» WHAT THE TASK REQUIRES:
Copy all lines below containing "bool".

» RECORDS PROVIDED:
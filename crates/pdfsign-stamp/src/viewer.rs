//! Document viewer collaborator.
//!
//! The viewer owns the pages and maps between view space (y-down, origin at
//! the top-left of the scrollable document) and each page's own page space
//! (y-up, origin at the bottom-left of the media box, in points).
//!
//! `PagedViewer` stacks pages vertically with a fixed gap:
//! ```text
//! view_x = page_x * zoom
//! view_y = page_top + (page_height - page_y) * zoom
//! ```

use pdfsign_core::constants::{MAX_SCALE_FACTOR, MIN_SCALE_FACTOR, PAGE_GAP};
use pdfsign_core::{Point, Rect, Size};

use crate::page::DocumentPage;

/// Page navigation, zoom and coordinate conversion.
pub trait DocumentViewer {
    fn page_count(&self) -> usize;

    /// Index of the page currently shown, if the document has any pages.
    fn current_page(&self) -> Option<usize>;

    /// Shows page `index`. Returns true when the current page changed.
    fn go_to_page(&mut self, index: usize) -> bool;

    fn page(&self, index: usize) -> Option<&DocumentPage>;

    fn page_mut(&mut self, index: usize) -> Option<&mut DocumentPage>;

    /// Page under `point`; with `nearest`, the closest page when none is hit.
    fn page_at(&self, point: Point, nearest: bool) -> Option<usize>;

    fn scale_factor(&self) -> f64;

    fn set_scale_factor(&mut self, scale: f64);

    fn convert_point_to_page(&self, point: Point, page: usize) -> Option<Point>;

    fn convert_point_from_page(&self, point: Point, page: usize) -> Option<Point>;

    /// View-space bounding box of a page-space rectangle.
    fn convert_rect_from_page(&self, rect: Rect, page: usize) -> Option<Rect> {
        let corners = rect
            .corners()
            .into_iter()
            .map(|c| self.convert_point_from_page(c, page))
            .collect::<Option<Vec<_>>>()?;
        Some(Rect::bounding(corners))
    }
}

/// In-memory viewer over a list of pages.
#[derive(Debug, Clone)]
pub struct PagedViewer {
    pages: Vec<DocumentPage>,
    current: usize,
    scale: f64,
    page_gap: f64,
}

impl PagedViewer {
    pub fn new(pages: Vec<DocumentPage>) -> Self {
        Self {
            pages,
            current: 0,
            scale: 1.0,
            page_gap: PAGE_GAP,
        }
    }

    /// Builds `count` blank pages of the same media size.
    pub fn blank(count: usize, size: Size) -> Self {
        Self::new((0..count).map(|i| DocumentPage::new(i, size)).collect())
    }

    pub fn with_page_gap(mut self, gap: f64) -> Self {
        if gap.is_finite() && gap >= 0.0 {
            self.page_gap = gap;
        }
        self
    }

    pub fn with_scale_factor(mut self, scale: f64) -> Self {
        self.set_scale_factor(scale);
        self
    }

    pub fn page_gap(&self) -> f64 {
        self.page_gap
    }

    /// View-space frame of a page at the current zoom.
    pub fn page_frame(&self, index: usize) -> Option<Rect> {
        let page = self.pages.get(index)?;
        let top: f64 = self.pages[..index]
            .iter()
            .map(|p| p.size().height * self.scale + self.page_gap)
            .sum();
        let size = page.size().scaled(self.scale);
        Some(Rect::new(0.0, top, size.width, size.height))
    }
}

impl DocumentViewer for PagedViewer {
    fn page_count(&self) -> usize {
        self.pages.len()
    }

    fn current_page(&self) -> Option<usize> {
        (self.current < self.pages.len()).then_some(self.current)
    }

    fn go_to_page(&mut self, index: usize) -> bool {
        if index >= self.pages.len() || index == self.current {
            return false;
        }
        tracing::debug!("Viewer: page {} -> {}", self.current, index);
        self.current = index;
        true
    }

    fn page(&self, index: usize) -> Option<&DocumentPage> {
        self.pages.get(index)
    }

    fn page_mut(&mut self, index: usize) -> Option<&mut DocumentPage> {
        self.pages.get_mut(index)
    }

    fn page_at(&self, point: Point, nearest: bool) -> Option<usize> {
        let frames = (0..self.pages.len()).filter_map(|i| self.page_frame(i).map(|f| (i, f)));

        let mut closest: Option<(usize, f64)> = None;
        for (index, frame) in frames {
            if frame.contains(&point) {
                return Some(index);
            }
            let dx = (frame.min_x() - point.x).max(point.x - frame.max_x()).max(0.0);
            let dy = (frame.min_y() - point.y).max(point.y - frame.max_y()).max(0.0);
            let gap = dx.hypot(dy);
            if closest.map_or(true, |(_, best)| gap < best) {
                closest = Some((index, gap));
            }
        }

        if nearest {
            closest.map(|(index, _)| index)
        } else {
            None
        }
    }

    fn scale_factor(&self) -> f64 {
        self.scale
    }

    /// Sets the zoom, clamped to the supported range. Non-finite values are ignored.
    fn set_scale_factor(&mut self, scale: f64) {
        if scale.is_finite() {
            self.scale = scale.clamp(MIN_SCALE_FACTOR, MAX_SCALE_FACTOR);
        }
    }

    fn convert_point_to_page(&self, point: Point, page: usize) -> Option<Point> {
        let frame = self.page_frame(page)?;
        let height = self.pages[page].size().height;
        Some(Point::new(
            point.x / self.scale,
            height - (point.y - frame.min_y()) / self.scale,
        ))
    }

    fn convert_point_from_page(&self, point: Point, page: usize) -> Option<Point> {
        let frame = self.page_frame(page)?;
        let height = self.pages[page].size().height;
        Some(Point::new(
            point.x * self.scale,
            frame.min_y() + (height - point.y) * self.scale,
        ))
    }
}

» WRITTEN REPLY:
    fn go_to_page(&mut self, index: usize) -> bool;
    fn page_at(&self, point: Point, nearest: bool) -> Option<usize>;
    fn go_to_page(&mut self, index: usize) -> bool {
    fn page_at(&self, point: Point, nearest: bool) -> Option<usize> {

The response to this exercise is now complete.